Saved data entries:
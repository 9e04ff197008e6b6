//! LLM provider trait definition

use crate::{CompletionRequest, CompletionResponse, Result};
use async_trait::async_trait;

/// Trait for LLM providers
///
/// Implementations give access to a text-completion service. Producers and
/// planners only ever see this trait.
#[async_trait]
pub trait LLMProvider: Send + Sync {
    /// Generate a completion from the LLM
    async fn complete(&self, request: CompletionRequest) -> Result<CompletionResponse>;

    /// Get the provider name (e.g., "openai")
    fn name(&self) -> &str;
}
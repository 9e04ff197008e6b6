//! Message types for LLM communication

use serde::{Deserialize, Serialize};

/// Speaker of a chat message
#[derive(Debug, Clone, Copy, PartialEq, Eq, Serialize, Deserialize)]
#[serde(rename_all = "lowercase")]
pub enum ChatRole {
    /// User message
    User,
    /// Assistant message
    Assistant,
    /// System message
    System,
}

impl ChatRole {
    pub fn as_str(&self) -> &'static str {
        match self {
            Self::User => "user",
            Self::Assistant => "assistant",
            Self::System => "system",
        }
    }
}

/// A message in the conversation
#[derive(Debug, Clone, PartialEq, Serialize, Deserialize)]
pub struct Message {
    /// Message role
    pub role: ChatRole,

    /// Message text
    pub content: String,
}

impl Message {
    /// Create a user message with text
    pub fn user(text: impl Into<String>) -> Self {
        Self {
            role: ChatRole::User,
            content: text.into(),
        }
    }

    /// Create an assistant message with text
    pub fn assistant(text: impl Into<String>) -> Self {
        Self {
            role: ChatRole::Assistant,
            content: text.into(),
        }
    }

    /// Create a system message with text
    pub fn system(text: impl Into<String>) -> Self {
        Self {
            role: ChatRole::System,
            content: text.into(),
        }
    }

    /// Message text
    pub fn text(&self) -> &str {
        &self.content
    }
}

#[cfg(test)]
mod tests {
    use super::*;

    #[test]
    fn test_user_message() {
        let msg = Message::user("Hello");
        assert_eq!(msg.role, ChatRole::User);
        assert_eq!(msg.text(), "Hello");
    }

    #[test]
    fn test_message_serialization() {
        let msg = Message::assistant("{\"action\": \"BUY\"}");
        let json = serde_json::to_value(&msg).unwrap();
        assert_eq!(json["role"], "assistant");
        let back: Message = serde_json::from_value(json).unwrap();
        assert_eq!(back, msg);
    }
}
* * *
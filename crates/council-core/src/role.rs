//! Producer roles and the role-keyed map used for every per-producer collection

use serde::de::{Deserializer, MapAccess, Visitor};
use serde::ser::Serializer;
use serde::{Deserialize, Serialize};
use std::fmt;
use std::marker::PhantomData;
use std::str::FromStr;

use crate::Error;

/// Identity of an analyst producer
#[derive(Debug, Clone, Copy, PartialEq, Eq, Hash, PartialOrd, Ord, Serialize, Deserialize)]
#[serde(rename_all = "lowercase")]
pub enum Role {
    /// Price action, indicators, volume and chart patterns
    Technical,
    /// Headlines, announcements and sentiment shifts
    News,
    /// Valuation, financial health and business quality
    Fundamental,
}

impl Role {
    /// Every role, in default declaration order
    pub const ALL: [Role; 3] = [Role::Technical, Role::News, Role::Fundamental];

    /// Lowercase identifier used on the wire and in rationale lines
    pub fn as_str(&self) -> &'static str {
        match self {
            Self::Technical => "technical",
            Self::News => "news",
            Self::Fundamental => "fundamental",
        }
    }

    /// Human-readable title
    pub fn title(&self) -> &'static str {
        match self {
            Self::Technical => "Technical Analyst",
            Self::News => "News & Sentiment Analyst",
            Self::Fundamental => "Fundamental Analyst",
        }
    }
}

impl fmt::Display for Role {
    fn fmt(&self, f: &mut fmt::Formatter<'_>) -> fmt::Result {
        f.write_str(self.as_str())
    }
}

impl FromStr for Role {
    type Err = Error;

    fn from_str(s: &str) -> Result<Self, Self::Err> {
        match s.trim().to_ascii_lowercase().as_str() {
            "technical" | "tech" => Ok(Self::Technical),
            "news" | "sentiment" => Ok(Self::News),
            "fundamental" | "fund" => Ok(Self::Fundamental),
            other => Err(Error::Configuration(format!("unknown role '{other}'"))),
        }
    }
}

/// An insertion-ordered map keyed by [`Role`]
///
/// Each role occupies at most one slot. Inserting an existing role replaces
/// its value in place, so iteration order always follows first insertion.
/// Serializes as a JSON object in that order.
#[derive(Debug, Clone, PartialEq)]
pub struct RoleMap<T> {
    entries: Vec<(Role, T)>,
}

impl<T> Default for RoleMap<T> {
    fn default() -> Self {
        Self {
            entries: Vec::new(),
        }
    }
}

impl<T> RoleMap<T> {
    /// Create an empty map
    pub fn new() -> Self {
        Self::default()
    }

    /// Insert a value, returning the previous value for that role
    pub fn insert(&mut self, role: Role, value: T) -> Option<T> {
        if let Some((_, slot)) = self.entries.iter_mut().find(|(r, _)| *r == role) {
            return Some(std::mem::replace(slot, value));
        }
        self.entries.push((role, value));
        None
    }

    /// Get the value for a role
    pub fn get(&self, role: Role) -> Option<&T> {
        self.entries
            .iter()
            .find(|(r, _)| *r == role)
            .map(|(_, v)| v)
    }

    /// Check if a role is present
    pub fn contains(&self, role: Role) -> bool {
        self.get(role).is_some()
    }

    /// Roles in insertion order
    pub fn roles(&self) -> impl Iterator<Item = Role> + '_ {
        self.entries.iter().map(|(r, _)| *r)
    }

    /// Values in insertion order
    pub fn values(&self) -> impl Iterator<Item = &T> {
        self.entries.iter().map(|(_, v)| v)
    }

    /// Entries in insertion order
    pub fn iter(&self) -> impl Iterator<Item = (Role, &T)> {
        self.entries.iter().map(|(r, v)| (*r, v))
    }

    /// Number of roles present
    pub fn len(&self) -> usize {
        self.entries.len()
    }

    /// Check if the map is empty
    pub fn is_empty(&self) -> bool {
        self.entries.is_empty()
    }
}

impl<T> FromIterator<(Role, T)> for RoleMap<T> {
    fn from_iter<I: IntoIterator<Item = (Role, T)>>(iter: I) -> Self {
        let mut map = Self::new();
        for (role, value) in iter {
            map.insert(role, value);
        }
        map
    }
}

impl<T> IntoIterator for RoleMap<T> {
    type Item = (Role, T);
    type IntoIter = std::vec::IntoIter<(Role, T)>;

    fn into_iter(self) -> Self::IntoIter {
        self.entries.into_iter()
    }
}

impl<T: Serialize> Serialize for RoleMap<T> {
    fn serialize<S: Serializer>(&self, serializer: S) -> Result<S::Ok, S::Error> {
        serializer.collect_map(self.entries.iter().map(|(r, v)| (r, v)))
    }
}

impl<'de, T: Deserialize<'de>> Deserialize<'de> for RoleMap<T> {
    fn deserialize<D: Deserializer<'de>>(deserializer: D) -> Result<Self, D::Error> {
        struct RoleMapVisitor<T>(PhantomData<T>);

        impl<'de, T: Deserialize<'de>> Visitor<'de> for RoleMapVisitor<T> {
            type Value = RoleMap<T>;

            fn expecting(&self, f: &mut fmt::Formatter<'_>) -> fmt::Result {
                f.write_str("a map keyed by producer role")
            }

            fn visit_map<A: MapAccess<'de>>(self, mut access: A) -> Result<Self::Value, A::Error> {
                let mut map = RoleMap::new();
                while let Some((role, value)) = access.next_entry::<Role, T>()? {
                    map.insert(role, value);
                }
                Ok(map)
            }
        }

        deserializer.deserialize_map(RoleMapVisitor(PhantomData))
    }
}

→ Work order
Lines with "PhantomData" in them are what the answer must contain; copy each from the records above.

→ Solution for this task
use std::marker::PhantomData;
        struct RoleMapVisitor<T>(PhantomData<T>);
        deserializer.deserialize_map(RoleMapVisitor(PhantomData))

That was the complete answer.